A forecast that performs well in a Jupyter notebook is not necessarily a forecast that performs well in production. The notebook environment is clean: the data is static, the features are computed once, the evaluation is retrospective, and the model never has to answer a query it was not designed for. The production environment is none of these things. Data arrives late. Features need to be computed on a schedule with incomplete information. The evaluation is prospective and ongoing. And the model is asked to forecast time horizons, geographies, and product combinations that may not have appeared in the training data with sufficient frequency to provide a reliable baseline.

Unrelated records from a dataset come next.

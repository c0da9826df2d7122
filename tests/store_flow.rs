use pathjump::{AliasError, AliasStore, AppConfig, LoadOutcome, store};
use std::fs;
use tempfile::TempDir;

fn dir_string(root: &TempDir, name: &str) -> String {
    let dir = root.path().join(name);
    fs::create_dir_all(&dir).unwrap();
    dir.to_string_lossy().to_string()
}

#[test]
fn add_conflict_rename_remove_end_to_end() {
    let data = TempDir::new().unwrap();
    let dirs = TempDir::new().unwrap();
    let x = dir_string(&dirs, "x");
    let y = dir_string(&dirs, "y");

    let config = AppConfig::with_data_dir(data.path());
    let store_path = config.store_config().store_path();
    let mut store = AliasStore::open(&config.store_config());
    assert!(store.is_empty());

    store.add("proj", &x).unwrap();
    assert_eq!(store.lookup("proj"), Some(x.as_str()));

    let err = store.add("proj", &y).unwrap_err();
    assert!(matches!(err, AliasError::Conflict { .. }));
    assert_eq!(store.lookup("proj"), Some(x.as_str()));

    store.update("proj2", &y, "proj").unwrap();
    let on_disk = store::load(&store_path).into_map();
    assert_eq!(on_disk.len(), 1);
    assert_eq!(on_disk.get("proj2"), Some(&y));

    store.remove("proj2").unwrap();
    assert_eq!(store::load(&store_path), LoadOutcome::Loaded(Default::default()));
    assert_eq!(fs::read_to_string(&store_path).unwrap(), "{}");
}

#[test]
fn a_fresh_session_sees_previous_writes() {
    let data = TempDir::new().unwrap();
    let dirs = TempDir::new().unwrap();
    let dl = dir_string(&dirs, "Downloads");
    let config = AppConfig::with_data_dir(data.path());

    AliasStore::open(&config.store_config())
        .add("dl", &dl)
        .unwrap();

    let reopened = AliasStore::open(&config.store_config());
    assert_eq!(reopened.lookup("dl"), Some(dl.as_str()));
    assert_eq!(reopened.search("Down").len(), 1);
}

#[test]
fn stale_paths_are_kept() {
    let data = TempDir::new().unwrap();
    let dirs = TempDir::new().unwrap();
    let gone = dir_string(&dirs, "gone");
    let config = AppConfig::with_data_dir(data.path());
    let mut store = AliasStore::open(&config.store_config());
    store.add("gone", &gone).unwrap();

    fs::remove_dir(&gone).unwrap();

    let reopened = AliasStore::open(&config.store_config());
    assert_eq!(reopened.lookup("gone"), Some(gone.as_str()));
}

#[test]
fn hand_written_store_file_is_accepted() {
    let data = TempDir::new().unwrap();
    let config = AppConfig::with_data_dir(data.path());
    fs::write(
        config.store_config().store_path(),
        r#"{
  "proj": "/Users/me/code/project",
  "dl": "/Users/me/Downloads"
}"#,
    )
    .unwrap();

    let store = AliasStore::open(&config.store_config());
    assert_eq!(store.lookup("dl"), Some("/Users/me/Downloads"));
    assert_eq!(store.search("/Users/me").len(), 2);
}
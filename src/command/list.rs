use super::Session;
use crate::error::Result;
use crate::store::AliasEntry;
use crate::util::highlight::highlight_matches;
use crate::{info, md};
use colored::Colorize;

/// 处理 ls 命令: pj ls [query]
pub fn handle_list(query: Option<&str>, session: &Session) -> Result<()> {
    let query = query.unwrap_or("");
    let entries = session.store.search(query);

    if entries.is_empty() {
        if query.is_empty() {
            info!("还没有任何别名，使用 `pj add <alias> <path>` 添加");
        } else {
            info!("没有匹配 \"{}\" 的别名", query);
        }
        return Ok(());
    }

    if query.is_empty() {
        md!("{}", build_list_md(&entries));
    } else {
        for line in build_search_lines(&entries, query) {
            info!("{}", line);
        }
    }
    Ok(())
}

/// 全量列表用 Markdown 渲染
fn build_list_md(entries: &[AliasEntry]) -> String {
    let mut md_text = format!("## Paths ({})\n", entries.len());
    for entry in entries {
        md_text.push_str(&format!("- **{}** → {}\n", entry.alias, entry.path));
    }
    md_text
}

/// 搜索结果逐行输出，命中部分高亮
fn build_search_lines(entries: &[AliasEntry], query: &str) -> Vec<String> {
    entries
        .iter()
        .map(|entry| {
            format!(
                "{} {} {}",
                highlight_matches(&entry.alias, query).as_str().bold(),
                "→".dimmed(),
                highlight_matches(&entry.path, query)
            )
        })
        .collect()
}

#[cfg(test)]
mod tests {
    use super::*;

    fn entry(alias: &str, path: &str) -> AliasEntry {
        AliasEntry {
            alias: alias.into(),
            path: path.into(),
        }
    }

    #[test]
    fn list_md_has_one_bullet_per_entry() {
        let md = build_list_md(&[entry("dl", "/tmp/dl"), entry("proj", "/code")]);
        assert!(md.starts_with("## Paths (2)\n"));
        assert!(md.contains("- **dl** → /tmp/dl\n"));
        assert!(md.contains("- **proj** → /code\n"));
    }

    #[test]
    fn search_lines_mark_matches() {
        let lines = build_search_lines(&[entry("proj", "/code/proj")], "proj");
        assert_eq!(lines.len(), 1);
        assert_eq!(lines[0].matches("\x1b[32mproj\x1b[0m").count(), 2);
    }
}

Decomposition is the analytical discipline that precedes model selection. A time series that contains trend, seasonality, and residual noise requires a different modelling approach than a series that is stationary with occasional structural breaks. Applying a seasonal decomposition before model selection — not as an end in itself, but as a diagnostic tool for understanding what the series contains — produces better model choices than selecting an algorithm based on benchmark performance alone. A series with strong weekly and annual seasonality that is modelled without seasonality-aware components will produce forecasts that are systematically wrong in predictable ways.

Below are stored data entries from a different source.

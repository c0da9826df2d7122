use std::ops::Range;

/// 区分大小写的子串匹配（别名搜索的唯一匹配规则）
pub fn contains(content: &str, target: &str) -> bool {
    content.contains(target)
}

/// 获取 content 中所有匹配 target 的区间 [start, end)，字节索引，互不重叠
pub fn match_ranges(content: &str, target: &str) -> Vec<Range<usize>> {
    if target.is_empty() {
        return Vec::new();
    }
    content
        .match_indices(target)
        .map(|(start, m)| start..start + m.len())
        .collect()
}

/// 把 content 按匹配区间切成 (片段, 是否命中) 序列，便于 TUI 分段着色
pub fn split_by_matches<'a>(content: &'a str, target: &str) -> Vec<(&'a str, bool)> {
    let mut parts = Vec::new();
    let mut last_end = 0;
    for range in match_ranges(content, target) {
        if range.start > last_end {
            parts.push((&content[last_end..range.start], false));
        }
        parts.push((&content[range.clone()], true));
        last_end = range.end;
    }
    if last_end < content.len() {
        parts.push((&content[last_end..], false));
    }
    parts
}

/// 将 content 中匹配 target 的部分用 ANSI 绿色高亮
pub fn highlight_matches(content: &str, target: &str) -> String {
    split_by_matches(content, target)
        .into_iter()
        .map(|(part, hit)| {
            if hit {
                format!("\x1b[32m{}\x1b[0m", part)
            } else {
                part.to_string()
            }
        })
        .collect()
}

Ensemble forecasting is the approach that consistently outperforms single-model forecasting in production environments where the dominant patterns can shift over time. A combination of a statistical model that captures trend and seasonality cleanly, a gradient-boosted model that captures feature interactions, and a simple baseline model that provides a sanity floor produces forecasts that are more robust to the failure modes of any individual method. The combination weights can be static — determined by historical performance on a validation set — or dynamic, updated as the relative performance of each component evolves over the forecast horizon.

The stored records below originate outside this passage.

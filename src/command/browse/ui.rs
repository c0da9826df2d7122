use super::app::{AppMode, BrowseApp, FormField, FormKind, InputField, PathForm, truncate_to_width};
use crate::util::highlight::split_by_matches;
use ratatui::{
    Frame,
    layout::{Constraint, Direction, Layout, Rect},
    style::{Color, Modifier, Style},
    text::{Line, Span},
    widgets::{Block, Borders, List, ListItem, Paragraph},
};
use unicode_width::UnicodeWidthStr;

/// 绘制 TUI 界面
pub fn draw_ui(f: &mut Frame, app: &mut BrowseApp) {
    let chunks = Layout::default()
        .direction(Direction::Vertical)
        .constraints([
            Constraint::Length(3),
            Constraint::Length(3),
            Constraint::Min(5),
            Constraint::Length(3),
            Constraint::Length(1),
        ])
        .split(f.area());

    // ========== 标题栏 ==========
    let title = format!(
        " 📂 目录别名 — 共 {} 条 | 匹配 {} 条 | 终端: {} ",
        app.store.len(),
        app.visible.len(),
        app.terminal
    );
    let title_block = Paragraph::new(Line::from(Span::styled(
        title,
        Style::default().fg(Color::Cyan).add_modifier(Modifier::BOLD),
    )))
    .block(
        Block::default()
            .borders(Borders::ALL)
            .border_style(Style::default().fg(Color::Cyan)),
    );
    f.render_widget(title_block, chunks[0]);

    // ========== 搜索栏 ==========
    draw_search_bar(f, app, chunks[1]);

    // ========== 列表区 ==========
    match &app.mode {
        AppMode::Help => draw_help(f, chunks[2]),
        AppMode::Form(form) => draw_form(f, form, chunks[2]),
        _ => draw_list(f, app, chunks[2]),
    }

    // ========== 状态栏 ==========
    draw_status(f, app, chunks[3]);

    // ========== 帮助栏 ==========
    let help_text = match app.mode {
        AppMode::Normal => {
            " ↑↓/jk 移动 | Enter/o 打开 | / 搜索 | a 添加 | e 编辑 | d 删除 | r 重载 | ? 帮助 | q 退出"
        }
        AppMode::Search => " 输入关键字实时过滤（区分大小写）| Enter 完成 | Esc 清除",
        AppMode::Form(_) => " Tab 切换输入框 | Enter 保存 | Esc 取消 | ←→ 移动光标",
        AppMode::ConfirmDelete => " y 确认删除 | n/Esc 取消",
        AppMode::Help => " 按任意键返回",
    };
    f.render_widget(
        Paragraph::new(Span::styled(help_text, Style::default().fg(Color::DarkGray))),
        chunks[4],
    );
}

fn draw_search_bar(f: &mut Frame, app: &BrowseApp, area: Rect) {
    let searching = app.mode == AppMode::Search;
    let color = if searching { Color::Green } else { Color::DarkGray };
    let line = if searching {
        input_line(" 🔍 ", &app.query, Color::Green)
    } else if app.query.value.is_empty() {
        Line::from(Span::styled(
            " 🔍 按 / 搜索别名或路径",
            Style::default().fg(Color::DarkGray),
        ))
    } else {
        Line::from(vec![
            Span::raw(" 🔍 "),
            Span::styled(app.query.value.clone(), Style::default().fg(Color::Yellow)),
        ])
    };
    let widget = Paragraph::new(line).block(
        Block::default()
            .borders(Borders::ALL)
            .border_style(Style::default().fg(color))
            .title(" 搜索 "),
    );
    f.render_widget(widget, area);
}

fn draw_list(f: &mut Frame, app: &mut BrowseApp, area: Rect) {
    let query = app.query.value.as_str();
    let inner_width = area.width.saturating_sub(2 + 3) as usize;
    let alias_width = app
        .visible
        .iter()
        .map(|e| e.alias.width())
        .max()
        .unwrap_or(0)
        .min(inner_width / 3);

    let items: Vec<ListItem> = app
        .visible
        .iter()
        .map(|entry| {
            let alias = truncate_to_width(&entry.alias, alias_width);
            let padding = " ".repeat(alias_width.saturating_sub(alias.width()));
            let path_budget = inner_width.saturating_sub(alias_width + 3);
            let path = truncate_to_width(&entry.path, path_budget);

            let mut spans = highlighted(&alias, query, Style::default().fg(Color::Yellow));
            spans.push(Span::raw(padding));
            spans.push(Span::styled(" → ", Style::default().fg(Color::DarkGray)));
            spans.extend(highlighted(&path, query, Style::default().fg(Color::White)));
            ListItem::new(Line::from(spans))
        })
        .collect();

    let list_block = Block::default()
        .borders(Borders::ALL)
        .border_style(Style::default().fg(Color::White))
        .title(" 别名列表 ");

    if items.is_empty() {
        let hint = if query.is_empty() {
            "   (空) 按 a 添加目录别名..."
        } else {
            "   没有匹配的别名"
        };
        let empty_hint = List::new(vec![ListItem::new(Line::from(Span::styled(
            hint,
            Style::default().fg(Color::DarkGray),
        )))])
        .block(list_block);
        f.render_widget(empty_hint, area);
    } else {
        let list_widget = List::new(items)
            .block(list_block)
            .highlight_style(
                Style::default()
                    .bg(Color::Indexed(24))
                    .add_modifier(Modifier::BOLD),
            )
            .highlight_symbol(" ▶ ");
        f.render_stateful_widget(list_widget, area, &mut app.state);
    }
}

/// 命中搜索关键字的片段加绿色下划线
fn highlighted(text: &str, query: &str, base: Style) -> Vec<Span<'static>> {
    split_by_matches(text, query)
        .into_iter()
        .map(|(part, hit)| {
            let style = if hit {
                base.fg(Color::Green).add_modifier(Modifier::UNDERLINED)
            } else {
                base
            };
            Span::styled(part.to_string(), style)
        })
        .collect()
}

fn draw_form(f: &mut Frame, form: &PathForm, area: Rect) {
    let (title, color) = match &form.kind {
        FormKind::Add => (" ➕ 添加目录别名 ".to_string(), Color::Green),
        FormKind::Edit { original_alias } => (format!(" ✏️ 编辑 {} ", original_alias), Color::Yellow),
    };

    let label_style = |field: FormField| {
        if form.focus == field {
            Style::default().fg(color).add_modifier(Modifier::BOLD)
        } else {
            Style::default().fg(Color::Gray)
        }
    };
    let field_line = |label: &str, field: FormField, input: &InputField| {
        if form.focus == field {
            let mut line = input_line("", input, color);
            line.spans.insert(0, Span::styled(label.to_string(), label_style(field)));
            line
        } else {
            Line::from(vec![
                Span::styled(label.to_string(), label_style(field)),
                Span::raw(input.value.clone()),
            ])
        }
    };

    let mut lines = vec![
        Line::from(""),
        field_line("  目录路径: ", FormField::Path, &form.path),
        Line::from(""),
        field_line("  别名:     ", FormField::Alias, &form.alias),
        Line::from(""),
    ];
    if let Some(err) = &form.error {
        lines.push(Line::from(Span::styled(
            format!("  ❌ {}", err),
            Style::default().fg(Color::Red),
        )));
    }

    let widget = Paragraph::new(lines).block(
        Block::default()
            .borders(Borders::ALL)
            .border_style(Style::default().fg(color))
            .title(title),
    );
    f.render_widget(widget, area);
}

fn draw_help(f: &mut Frame, area: Rect) {
    let keys: &[(&str, &str)] = &[
        ("↓ / j", "向下移动"),
        ("↑ / k", "向上移动"),
        ("Enter / o", "在终端中打开选中目录"),
        ("/", "搜索（别名或路径，区分大小写）"),
        ("a", "添加目录别名"),
        ("e", "编辑选中别名（路径 / 别名）"),
        ("d", "删除选中别名（需确认）"),
        ("r", "从磁盘重新加载"),
        ("q / Esc", "退出（Esc 在有搜索时先清除搜索）"),
        ("Ctrl+C", "退出"),
        ("?", "显示此帮助"),
    ];

    let mut lines = vec![
        Line::from(Span::styled(
            "  📖 快捷键帮助",
            Style::default().fg(Color::Cyan).add_modifier(Modifier::BOLD),
        )),
        Line::from(""),
    ];
    lines.extend(keys.iter().map(|(key, desc)| {
        Line::from(vec![
            Span::styled(format!("  {:<13}", key), Style::default().fg(Color::Yellow)),
            Span::raw(*desc),
        ])
    }));

    let widget = Paragraph::new(lines).block(
        Block::default()
            .borders(Borders::ALL)
            .border_style(Style::default().fg(Color::Cyan))
            .title(" 帮助 "),
    );
    f.render_widget(widget, area);
}

fn draw_status(f: &mut Frame, app: &BrowseApp, area: Rect) {
    let (text, color, title) = match &app.mode {
        AppMode::ConfirmDelete => {
            let msg = match app.selected() {
                Some(entry) => {
                    let budget = (area.width.saturating_sub(2) as usize).saturating_sub(30);
                    format!(
                        " 确认删除「{}」-> {} ？(y 确认 / n 取消)",
                        entry.alias,
                        truncate_to_width(&entry.path, budget)
                    )
                }
                None => " 没有选中的项目".to_string(),
            };
            (msg, Color::Red, " ⚠️ 确认删除 ")
        }
        _ => {
            let msg = app.message.clone().unwrap_or_else(|| " 按 ? 查看完整帮助".to_string());
            (msg, Color::Gray, "")
        }
    };
    let border = if color == Color::Red { Color::Red } else { Color::DarkGray };
    let widget = Paragraph::new(Line::from(Span::styled(text, Style::default().fg(color)))).block(
        Block::default()
            .borders(Borders::ALL)
            .border_style(Style::default().fg(border))
            .title(title),
    );
    f.render_widget(widget, area);
}

/// 带光标高亮的输入行
fn input_line(prefix: &str, input: &InputField, color: Color) -> Line<'static> {
    let (before, at, after) = input.split_at_cursor();
    Line::from(vec![
        Span::styled(prefix.to_string(), Style::default().fg(color)),
        Span::raw(before),
        Span::styled(at, Style::default().fg(Color::Black).bg(Color::White)),
        Span::raw(after),
    ])
}

#[cfg(test)]
mod tests {
    use super::*;
    use crate::config::StoreConfig;
    use crate::launcher::TerminalApp;
    use crate::store::AliasStore;
    use ratatui::{Terminal, backend::TestBackend};
    use std::fs;
    use tempfile::TempDir;

    fn rendered(app: &mut BrowseApp) -> String {
        let mut terminal = Terminal::new(TestBackend::new(100, 20)).unwrap();
        terminal.draw(|f| draw_ui(f, app)).unwrap();
        let buffer = terminal.backend().buffer().clone();
        buffer
            .content
            .iter()
            .map(|cell| cell.symbol())
            .collect::<String>()
    }

    #[test]
    fn renders_aliases_and_paths() {
        let data = TempDir::new().unwrap();
        let dirs = TempDir::new().unwrap();
        let dir = dirs.path().join("downloads");
        fs::create_dir_all(&dir).unwrap();
        let mut store = AliasStore::open(&StoreConfig::new(data.path()));
        store.add("dl", &dir.to_string_lossy()).unwrap();

        let mut app = BrowseApp::new(store, TerminalApp::ITerm, dirs.path().to_path_buf());
        let screen = rendered(&mut app);
        assert!(screen.contains("dl"));
        assert!(screen.contains("downloads"));
        assert!(screen.contains("iTerm"));
        assert!(screen.contains("▶"));
    }

    #[test]
    fn renders_empty_hint() {
        let data = TempDir::new().unwrap();
        let store = AliasStore::open(&StoreConfig::new(data.path()));
        let mut app = BrowseApp::new(store, TerminalApp::Terminal, data.path().to_path_buf());
        let screen = rendered(&mut app);
        assert!(screen.contains("Terminal"));
        assert!(!screen.contains("▶"));
    }

    #[test]
    fn highlighted_marks_only_hits() {
        let spans = highlighted("a/proj/b", "proj", Style::default());
        assert_eq!(spans.len(), 3);
        assert_eq!(spans[1].content, "proj");
        assert!(spans[1].style.add_modifier.contains(Modifier::UNDERLINED));
    }
}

Forecast uncertainty quantification is the capability that separates a forecast that is useful for decision-making from one that is useful only for reporting. A point forecast tells a supply chain planner to order a specific quantity. A prediction interval — the range within which the actual demand will fall with a given probability — tells the same planner how much safety stock is appropriate given the uncertainty in the forecast. Producing calibrated prediction intervals requires either a probabilistic model, a conformal prediction framework applied to a point forecaster, or a Monte Carlo approach that propagates input uncertainty through the model. The extra complexity is justified whenever the cost of being wrong is asymmetric — when the cost of understocking is different from the cost of overstocking, a point forecast is the wrong tool for the decision.